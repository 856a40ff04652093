//! Point-mass lens equation
//!
//! Maps an observed image-plane position back to the source plane:
//! `beta = theta - theta_E^2 / |theta|^2 * theta`. Image points whose source
//! position lands inside a circular source form the Einstein ring or arcs.

use common::constants::{C, G};
use common::Bounds;
use glam::Vec2;
use serde::{Deserialize, Serialize};

/// Floor for the image radius before dividing
pub const IMAGE_RADIUS_EPSILON: f32 = 1e-9;

/// Source-plane offset from the lens for `image_point`: `rel - alpha`,
/// with `rel = image_point - lens_center` and
/// `alpha = einstein_radius^2 / |rel|^2 * rel`.
pub fn relative_source_position(image_point: Vec2, lens_center: Vec2, einstein_radius: f32) -> Vec2 {
    let rel = image_point - lens_center;
    let r = rel.length().max(IMAGE_RADIUS_EPSILON);

    let alpha = rel * (einstein_radius * einstein_radius / (r * r));
    rel - alpha
}

/// Source-plane position of `image_point` in absolute canvas coordinates,
/// i.e. [`relative_source_position`] shifted back by `lens_center`. This is
/// the frame the source disk center is given in.
pub fn source_position(image_point: Vec2, lens_center: Vec2, einstein_radius: f32) -> Vec2 {
    lens_center + relative_source_position(image_point, lens_center, einstein_radius)
}

/// Lens and circular source used to classify image-plane points
#[derive(Debug, Clone, Copy, PartialEq, Serialize, Deserialize)]
#[serde(default)]
pub struct EinsteinLensModel {
    pub einstein_radius: f32,
    pub lens_center: Vec2,
    pub source_center: Vec2,
    pub source_radius: f32,
}

impl Default for EinsteinLensModel {
    fn default() -> Self {
        Self {
            einstein_radius: 120.0,
            lens_center: Vec2::new(400.0, 300.0),
            source_center: Vec2::new(400.0, 300.0),
            source_radius: 30.0,
        }
    }
}

impl EinsteinLensModel {
    pub fn source_position(&self, image_point: Vec2) -> Vec2 {
        source_position(image_point, self.lens_center, self.einstein_radius)
    }

    /// Whether `image_point` shows part of the source disk.
    ///
    /// The lens center itself maps to infinity in the source plane and is
    /// never inside.
    pub fn is_inside_source(&self, image_point: Vec2) -> bool {
        if image_point.distance(self.lens_center) < IMAGE_RADIUS_EPSILON {
            return false;
        }
        self.source_position(image_point).distance(self.source_center) < self.source_radius
    }

    /// Image-plane samples on a `step` lattice over `bounds` that see the source.
    ///
    /// Samples are visited row by row, so the output is ordered by y then x.
    pub fn classify_image_plane(&self, bounds: &Bounds, step: f32) -> Vec<Vec2> {
        if !(step > 0.0) || !bounds.is_valid() {
            return Vec::new();
        }

        let cols = (bounds.width / step).floor() as usize;
        let rows = (bounds.height / step).floor() as usize;

        let mut hits = Vec::new();
        for row in 0..=rows {
            for col in 0..=cols {
                let point = Vec2::new(col as f32 * step, row as f32 * step);
                if self.is_inside_source(point) {
                    hits.push(point);
                }
            }
        }
        hits
    }
}

/// Observer, lens and source distances for the angular Einstein radius
#[derive(Debug, Clone, Copy, PartialEq, Serialize, Deserialize)]
#[serde(default)]
pub struct LensGeometry {
    pub lens_distance: f32,
    pub source_distance: f32,
    /// Converts the angular radius to canvas units
    pub pixel_scale: f32,
}

impl Default for LensGeometry {
    fn default() -> Self {
        Self {
            lens_distance: 1.0,
            source_distance: 2.0,
            pixel_scale: 12.0,
        }
    }
}

impl LensGeometry {
    /// `theta_E = sqrt(4GM/c^2 * D_LS / (D_L * D_S))`, in canvas units.
    ///
    /// Returns 0 for a source in front of the lens or a non-positive mass.
    pub fn einstein_radius(&self, mass: f32) -> f32 {
        let d_l = self.lens_distance;
        let d_s = self.source_distance;
        let d_ls = d_s - d_l;

        if !(d_l > 0.0 && d_s > 0.0 && d_ls > 0.0 && mass > 0.0) {
            return 0.0;
        }

        let theta_sq = 4.0 * G * mass / (C * C) * d_ls / (d_l * d_s);
        theta_sq.sqrt() * self.pixel_scale
    }
}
########
The entries above hold the needed span. Transcribe exactly the lines from the one with "shifted back by" to the one with "see the source.", both included.

/// i.e. [`relative_source_position`] shifted back by `lens_center`. This is
/// the frame the source disk center is given in.
pub fn source_position(image_point: Vec2, lens_center: Vec2, einstein_radius: f32) -> Vec2 {
    lens_center + relative_source_position(image_point, lens_center, einstein_radius)
}

/// Lens and circular source used to classify image-plane points
#[derive(Debug, Clone, Copy, PartialEq, Serialize, Deserialize)]
#[serde(default)]
pub struct EinsteinLensModel {
    pub einstein_radius: f32,
    pub lens_center: Vec2,
    pub source_center: Vec2,
    pub source_radius: f32,
}

impl Default for EinsteinLensModel {
    fn default() -> Self {
        Self {
            einstein_radius: 120.0,
            lens_center: Vec2::new(400.0, 300.0),
            source_center: Vec2::new(400.0, 300.0),
            source_radius: 30.0,
        }
    }
}

impl EinsteinLensModel {
    pub fn source_position(&self, image_point: Vec2) -> Vec2 {
        source_position(image_point, self.lens_center, self.einstein_radius)
    }

    /// Whether `image_point` shows part of the source disk.
    ///
    /// The lens center itself maps to infinity in the source plane and is
    /// never inside.
    pub fn is_inside_source(&self, image_point: Vec2) -> bool {
        if image_point.distance(self.lens_center) < IMAGE_RADIUS_EPSILON {
            return false;
        }
        self.source_position(image_point).distance(self.source_center) < self.source_radius
    }

    /// Image-plane samples on a `step` lattice over `bounds` that see the source.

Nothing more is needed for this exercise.